Released by the Canadian Centre for Policy Alternatives (an independent non-profit research group) on Oct. 21 and penned by two Unifor economists, the report noted there is no consistent connection between a higher minimum wage and employment levels.
“Our results confirm that stimulating more purchasing power in the economy is the most important way to support job creation,” said Jim Stanford, author of the study and economist with Unifor and the CCPA.
Looking at the relationship between minimum wage and employment levels in all 10 provinces between 1983 and 2012, Stanford said there was no evidence directly linking the two for better or worse. Instead, the research concluded employment levels are determined by macroeconomic factors. That means raising the minimum wage could just as likely result in a more robust labour market.

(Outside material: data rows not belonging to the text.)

use tokio::time::Instant;

use cadence_core::Task;
use cadence_infrastructure::resource_monitor;

/// 单次执行的起点
#[derive(Debug, Clone, Copy)]
pub struct Tracking {
    started_at: Instant,
    memory_before: u64,
}

/// 任务执行跟踪器
///
/// 记录执行耗时（毫秒）与执行前后常驻内存的差值（字节）。
#[derive(Debug, Default, Clone, Copy)]
pub struct TaskExecutionTracker;

impl TaskExecutionTracker {
    pub fn new() -> Self {
        Self
    }

    pub fn start_tracking(&self, _task: &Task) -> Tracking {
        Tracking {
            started_at: Instant::now(),
            memory_before: resource_monitor::memory_usage(),
        }
    }

    pub fn end_tracking(&self, tracking: Tracking, task: &mut Task) {
        let elapsed = tracking.started_at.elapsed();
        task.execution_computation_time = Some(elapsed.as_secs_f64() * 1000.0);
        task.execution_memory_usage =
            Some(resource_monitor::memory_usage().saturating_sub(tracking.memory_before));
    }
}

#[cfg(test)]
mod tests {
    use super::*;
    use std::time::Duration;

    #[tokio::test(start_paused = true)]
    async fn test_records_duration_in_milliseconds() {
        let tracker = TaskExecutionTracker::new();
        let mut task = Task::new("foo").unwrap();

        let tracking = tracker.start_tracking(&task);
        tokio::time::sleep(Duration::from_millis(250)).await;
        tracker.end_tracking(tracking, &mut task);

        let duration = task.execution_computation_time.unwrap();
        assert!((250.0..260.0).contains(&duration), "耗时 {duration}");
        assert!(task.execution_memory_usage.is_some());
    }
}
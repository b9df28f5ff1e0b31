//! 任务传输层实现
//!
//! ## 简单传输层
//! - [`InMemoryTransport`]: 进程内存储，适合测试与嵌入式部署
//! - [`FilesystemTransport`]: 每个任务一个 JSON 文件
//! - [`CacheTransport`]: 基于 [`CacheStore`](cadence_core::traits::CacheStore) 的键值存储
//!
//! ## 组合传输层
//! - [`FailoverTransport`]: 按顺序尝试，第一个成功者胜出
//! - [`RoundRobinTransport`]: 在故障转移基础上轮换起始成员
//! - [`LongTailTransport`]: 优先使用任务最少的成员
//! - [`LazyTransport`]: 首次使用时才创建内部传输层
//!
//! 也可以通过 [`TransportFactory`] 从 DSN 字符串构造，例如
//! `failover://(memory://first_in_first_out || fs://idle?path=/var/lib/cadence)`。

mod cache;
mod composite;
mod dsn;
mod factory;
mod failover;
mod filesystem;
mod in_memory;
mod lazy;
mod long_tail;
mod round_robin;

pub use cache::CacheTransport;
pub use composite::{CompositeTransport, MemberSelection, ALL_TRANSPORTS_FAILED, NO_TRANSPORT_FOUND};
pub use dsn::Dsn;
pub use factory::TransportFactory;
pub use failover::{FailoverTransport, InOrder};
pub use filesystem::FilesystemTransport;
pub use in_memory::InMemoryTransport;
pub use lazy::{LazyTransport, TransportBuilder};
pub use long_tail::{FewestTasks, LongTailTransport};
pub use round_robin::{Rotation, RoundRobinTransport, DEFAULT_QUANTUM};

use std::sync::Arc;

use cadence_core::{models::Task, SchedulerError, SchedulerResult, TaskList, TaskState};
use cadence_dispatcher::SchedulePolicyOrchestrator;

/// 简单传输层的默认执行模式
pub const DEFAULT_EXECUTION_MODE: &str = cadence_dispatcher::FIRST_IN_FIRST_OUT;

/// 简单传输层共享的排序设置
///
/// `list` 的结果交给编排器按 `execution_mode` 排序；没有编排器时保持存储顺序。
#[derive(Clone)]
pub struct ListOrdering {
    execution_mode: String,
    orchestrator: Option<Arc<SchedulePolicyOrchestrator>>,
}

impl ListOrdering {
    pub fn new(
        execution_mode: impl Into<String>,
        orchestrator: Option<Arc<SchedulePolicyOrchestrator>>,
    ) -> SchedulerResult<Self> {
        let execution_mode = execution_mode.into();
        if let Some(orchestrator) = &orchestrator {
            if !orchestrator.support(&execution_mode) {
                return Err(SchedulerError::InvalidArgument(format!(
                    "不支持的执行模式: {execution_mode}"
                )));
            }
        }
        Ok(Self {
            execution_mode,
            orchestrator,
        })
    }

    /// 不排序，保持存储顺序
    pub fn unordered() -> Self {
        Self {
            execution_mode: DEFAULT_EXECUTION_MODE.to_string(),
            orchestrator: None,
        }
    }

    pub fn execution_mode(&self) -> &str {
        &self.execution_mode
    }

    pub fn is_sorting(&self) -> bool {
        self.orchestrator.is_some()
    }

    pub fn apply(&self, tasks: TaskList) -> SchedulerResult<TaskList> {
        match &self.orchestrator {
            Some(orchestrator) => orchestrator.sort(&self.execution_mode, tasks),
            None => Ok(tasks),
        }
    }
}

impl Default for ListOrdering {
    fn default() -> Self {
        Self {
            execution_mode: DEFAULT_EXECUTION_MODE.to_string(),
            orchestrator: Some(Arc::new(SchedulePolicyOrchestrator::default())),
        }
    }
}

pub(crate) fn pause_task(task: &mut Task) -> SchedulerResult<()> {
    if task.is_paused() {
        return Err(SchedulerError::Logic(format!(
            "任务 {} 已经处于暂停状态 (already paused)",
            task.name()
        )));
    }
    task.state = TaskState::Paused;
    Ok(())
}

pub(crate) fn resume_task(task: &mut Task) -> SchedulerResult<()> {
    if task.is_enabled() {
        return Err(SchedulerError::Logic(format!(
            "任务 {} 已经处于启用状态 (already enabled)",
            task.name()
        )));
    }
    task.state = TaskState::Enabled;
    Ok(())
}

pub(crate) fn ensure_same_name(name: &str, task: &Task) -> SchedulerResult<()> {
    if task.name() != name {
        return Err(SchedulerError::InvalidArgument(format!(
            "任务名称不可修改: {} -> {}",
            name,
            task.name()
        )));
    }
    Ok(())
}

The CCPA report comes on the heels of other such studies, particularly from the Canadian Federation of Independent Business, that raising the minimum wage is not a benefit it purports to be.
“An increase to minimum wage forces small businesses to look for ways to absorb the cost through measures such as reduced hours, reduced training, or even job cuts,” a statement from the CFIB said.
But boosting the minimum wage, particularly toward living wage levels, can not only promote greater equality, but will also stabilize the labour income share of the GDP and reduce poverty, the CCPA report added.
“Those with a vested interest in keeping wages down have exaggerated the alleged unemployment effects of raising the minimum wage,” said Jordan Brennan, another economist with Unifor and the CCPA. “The minimum wage is not solely an anti-poverty measure — it has a broader effect in strengthening labour incomes.”